* Your assignment
Your task is to repeat the entries exactly from their first line through the line with "the launch params.", and to stop there.

+++

impl SpotFuturesHedgeStrategy {
    pub fn new(
        launch: StrategyLaunch,
        deps: &StrategyDeps,
        config: SpotFuturesHedgeConfig,
    ) -> Result<Self> {
        config.validate()?;
        let spot = Leg::from_deps(deps, &config.spot_venue, &config.spot_symbol)?;
        let futures = Leg::from_deps(deps, &config.futures_venue, &config.futures_symbol)?;

        let mut limits = deps.risk.clone();
        if let Some(drift) = config.max_hedge_drift {
            limits.max_hedge_drift = drift;
        }
        let ctx = StrategyContext::new(STRATEGY_TYPE, launch.context_settings(deps.transition_sla));
        let mut tk = Toolkit::new(deps, ctx.deadline());
        tk.risk = RiskGuard::new(limits);

        Ok(Self {
            ctx,
            metrics: HedgeMetrics {
                target_hedge_ratio: config.target_hedge_ratio,
                ..HedgeMetrics::default()
            },
            config,
            spot,
            futures,
            tk,
            planned_quantity: Decimal::ZERO,
            spot_reference: Decimal::ZERO,
            entered_at: None,
            rebalance_attempts: 0,
            escalation: None,
        })
    }

    /// Registry constructor: config comes from the launch params.
    pub fn create(launch: StrategyLaunch, deps: &StrategyDeps) -> Result<Self> {
        let config = launch.params()?;
        Self::new(launch, deps, config)
    }

    pub fn metrics(&self) -> &HedgeMetrics {
        &self.metrics
    }

    pub fn spot_quantity(&self) -> Decimal {
        self.tk.open_quantity(&self.spot)
    }

    pub fn futures_quantity(&self) -> Decimal {
        self.tk.open_quantity(&self.futures)
    }

    pub fn hedge_ratio(&self) -> Decimal {
        RiskGuard::hedge_ratio(self.spot_quantity(), self.futures_quantity())
    }

    fn interval(&self) -> Duration {
        Duration::from_millis(self.config.monitor_interval_ms)
    }

    fn fill_wait(&self) -> Duration {
        self.ctx.bounded(self.tk.orders.fill_timeout())
    }

    fn refresh_quantities(&mut self) {
        self.metrics.spot_quantity = self.spot_quantity();
        self.metrics.futures_quantity = self.futures_quantity();
    }

    async fn analyze_market(&mut self) -> Result<()> {
        self.tk.risk.check_execution_time(self.ctx.execution_time())?;

        let (spot_quote, futures_quote) = tokio::join!(
            self.tk.market.quote(self.spot.venue.as_ref(), &self.spot.symbol),
            self.tk.market.quote(self.futures.venue.as_ref(), &self.futures.symbol),
        );
        let (spot_quote, futures_quote) = match (spot_quote, futures_quote) {
            (Ok(s), Ok(f)) => (s, f),
            (Err(e), _) | (_, Err(e)) => {
                self.ctx.tolerate(e)?;
                pause(&self.ctx, self.interval()).await;
                return Ok(());
            }
        };

        let basis_bps = bps_change(spot_quote.mid(), futures_quote.mid());
        if basis_bps < self.config.min_entry_basis_bps || basis_bps > self.config.max_entry_basis_bps {
            debug!(strategy_id = %self.ctx.strategy_id(), "basis {:.2}bps outside entry window", basis_bps);
            pause(&self.ctx, self.interval()).await;
            return Ok(());
        }

        let quantity = (self.config.target_notional / spot_quote.ask).round_dp(8);
        let book = match self.tk.market.orderbook(self.spot.venue.as_ref(), &self.spot.symbol).await {
            Ok(book) => book,
            Err(e) => {
                self.ctx.tolerate(e)?;
                pause(&self.ctx, self.interval()).await;
                return Ok(());
            }
        };
        if let Err(e) = validate_orderbook_depth(&book, Side::Buy, quantity, self.config.max_slippage_bps) {
            self.ctx.tolerate(e)?;
            pause(&self.ctx, self.interval()).await;
            return Ok(());
        }
        self.tk.check_order(&self.spot, Side::Buy, quantity, spot_quote.ask)?;

        self.planned_quantity = quantity;
        self.spot_reference = spot_quote.ask;
        self.metrics.entry_basis_bps = Some(basis_bps.round_dp(4));
        info!(
            strategy_id = %self.ctx.strategy_id(),
            "📊 hedge entry: basis {:.2}bps, {} {}",
            basis_bps,
            quantity,
            self.spot.symbol
        );
        self.ctx
            .transition_to(SpotFuturesHedgeState::OpeningSpot, "basis inside entry window")
    }

    async fn open_spot(&mut self) -> Result<()> {
        let intent = self.spot.market(Side::Buy, self.planned_quantity);
        let wait = self.fill_wait();
        let order = self
            .ctx
            .recorder_mut()
            .time_async(
                "open_spot",
                self.tk.execute_leg(&self.spot, &intent, self.spot_reference, wait),
            )
            .await?;

        if order.filled_quantity.is_zero() {
            return Err(Error::OrderExecution {
                venue: self.spot.venue_name().to_string(),
                symbol: self.spot.symbol.to_string(),
                attempts: 1,
                retryable: false,
                reason: format!("spot order {} did not fill", order.id),
            });
        }
        self.refresh_quantities();
        self.ctx
            .transition_to(SpotFuturesHedgeState::OpeningFuturesHedge, "spot leg filled")
    }

    async fn open_hedge(&mut self) -> Result<()> {
        let spot_qty = self.spot_quantity();
        let hedge_qty = (spot_qty.abs() * self.config.target_hedge_ratio).round_dp(8);
        let reference = match mid_of(&self.tk, &self.futures).await {
            Ok(mid) => mid,
            Err(_) => self.spot_reference,
        };

        let intent = self.futures.market(Side::Sell, hedge_qty);
        let wait = self.fill_wait();
        let placed = self
            .ctx
            .recorder_mut()
            .time_async(
                "open_hedge",
                self.tk.execute_leg(&self.futures, &intent, reference, wait),
            )
            .await;

        let failure = match placed {
            Ok(order) if !order.filled_quantity.is_zero() => None,
            Ok(order) => Some(format!("hedge order {} did not fill", order.id)),
            Err(e) => Some(e.to_string()),
        };
        if let Some(reason) = failure {
            return Err(self.escalate(reason).await);
        }

        self.refresh_quantities();
        self.entered_at = Some(Instant::now());
        info!(
            strategy_id = %self.ctx.strategy_id(),
            "🛡️ hedge open: spot {} / futures {} (ratio {})",
            self.metrics.spot_quantity,
            self.metrics.futures_quantity,
            self.hedge_ratio().round_dp(4)
        );
        self.ctx
            .transition_to(SpotFuturesHedgeState::MonitoringPositions, "hedge leg filled")
    }

    async fn escalate(&mut self, reason: String) -> Error {
        let exposure = self.spot_quantity();
        let wait = self.fill_wait();
        let escalation = resolve_broken_pair(
            &mut self.tk,
            &self.spot,
            exposure,
            &self.futures,
            reason,
            self.config.unwind_policy,
            wait,
        )
        .await;
        let err = partial_execution_error(&escalation);
        self.escalation = Some(escalation);
        self.refresh_quantities();
        err
    }

    async fn monitor(&mut self) -> Result<()> {
        let (spot_mid, futures_mid) =
            tokio::join!(mid_of(&self.tk, &self.spot), mid_of(&self.tk, &self.futures));
        match (spot_mid, futures_mid) {
            (Ok(spot_mid), Ok(futures_mid)) => {
                self.tk
                    .risk
                    .mark_to_market(self.spot.venue_name(), &self.spot.symbol, spot_mid);
                self.tk
                    .risk
                    .mark_to_market(self.futures.venue_name(), &self.futures.symbol, futures_mid);
                self.metrics.exit_basis_bps = Some(bps_change(spot_mid, futures_mid).round_dp(4));
            }
            (Err(e), _) | (_, Err(e)) => {
                self.ctx.tolerate(e)?;
                pause(&self.ctx, self.interval()).await;
                return Ok(());
            }
        }

        let ratio = self.hedge_ratio();
        let drift = RiskGuard::hedge_ratio_drift(ratio, self.config.target_hedge_ratio);
        self.metrics.max_drift = self.metrics.max_drift.max(drift);

        if self.tk.risk.needs_rebalance(ratio, self.config.target_hedge_ratio) {
            info!(
                strategy_id = %self.ctx.strategy_id(),
                "⚖️ hedge ratio {} drifted {} from target",
                ratio.round_dp(4),
                drift.round_dp(4)
            );
            self.rebalance_attempts = 0;
            return self
                .ctx
                .transition_to(SpotFuturesHedgeState::Rebalancing, "hedge ratio drift");
        }

        let held = self.entered_at.map(|t| t.elapsed()).unwrap_or_default();
        if let Some(reason) = should_exit(&self.config, self.tk.risk.daily_pnl(), held) {
            self.metrics.exit_reason = Some(reason);
            return self
                .ctx
                .transition_to(SpotFuturesHedgeState::ClosingPositions, "exit condition");
        }

        pause(&self.ctx, self.interval()).await;
        Ok(())
    }

    async fn rebalance(&mut self) -> Result<()> {
        let target = (self.spot_quantity().abs() * self.config.target_hedge_ratio).round_dp(8);
        let current = self.futures_quantity().abs();
        let gap = target - current;

        if !is_dust(gap) {
            // Short more futures when under-hedged, buy some back when over
            let side = if gap > Decimal::ZERO { Side::Sell } else { Side::Buy };
            let reference = mid_of(&self.tk, &self.futures).await?;
            let intent = self.futures.market(side, gap.abs());
            let wait = self.fill_wait();
            self.ctx
                .recorder_mut()
                .time_async(
                    "rebalance",
                    self.tk.execute_leg(&self.futures, &intent, reference, wait),
                )
                .await?;
        }

        self.rebalance_attempts += 1;
        self.refresh_quantities();
        let drift = RiskGuard::hedge_ratio_drift(self.hedge_ratio(), self.config.target_hedge_ratio);
        self.metrics.rebalances += 1;
        self.metrics.post_rebalance_drift = Some(drift);

        if !self.tk.risk.needs_rebalance(self.hedge_ratio(), self.config.target_hedge_ratio) {
            return self
                .ctx
                .transition_to(SpotFuturesHedgeState::MonitoringPositions, "hedge ratio restored");
        }
        if self.rebalance_attempts >= self.config.max_rebalance_attempts {
            return Err(RiskError::HedgeDrift {
                drift,
                tolerance: self.tk.risk.limits().max_hedge_drift,
            }
            .into());
        }
        Ok(())
    }

    async fn close_positions(&mut self) -> Result<()> {
        let wait = self.fill_wait();
        let residual = self
            .ctx
            .recorder_mut()
            .time_async(
                "close_hedge",
                close_pair(&mut self.tk, &self.spot, &self.futures, wait, CLOSE_ATTEMPTS),
            )
            .await;
        self.refresh_quantities();

        match closing_verdict(&self.spot, &self.futures, residual, CLOSE_ATTEMPTS) {
            Ok(()) => self
                .ctx
                .transition_to(SpotFuturesHedgeState::Completed, "positions closed"),
            Err((escalation, err)) => {
                self.escalation = escalation;
                Err(err)
            }
        }
    }
}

+++

* Solution to the problem
impl SpotFuturesHedgeStrategy {
    pub fn new(
        launch: StrategyLaunch,
        deps: &StrategyDeps,
        config: SpotFuturesHedgeConfig,
    ) -> Result<Self> {
        config.validate()?;
        let spot = Leg::from_deps(deps, &config.spot_venue, &config.spot_symbol)?;
        let futures = Leg::from_deps(deps, &config.futures_venue, &config.futures_symbol)?;

        let mut limits = deps.risk.clone();
        if let Some(drift) = config.max_hedge_drift {
            limits.max_hedge_drift = drift;
        }
        let ctx = StrategyContext::new(STRATEGY_TYPE, launch.context_settings(deps.transition_sla));
        let mut tk = Toolkit::new(deps, ctx.deadline());
        tk.risk = RiskGuard::new(limits);

        Ok(Self {
            ctx,
            metrics: HedgeMetrics {
                target_hedge_ratio: config.target_hedge_ratio,
                ..HedgeMetrics::default()
            },
            config,
            spot,
            futures,
            tk,
            planned_quantity: Decimal::ZERO,
            spot_reference: Decimal::ZERO,
            entered_at: None,
            rebalance_attempts: 0,
            escalation: None,
        })
    }

    /// Registry constructor: config comes from the launch params.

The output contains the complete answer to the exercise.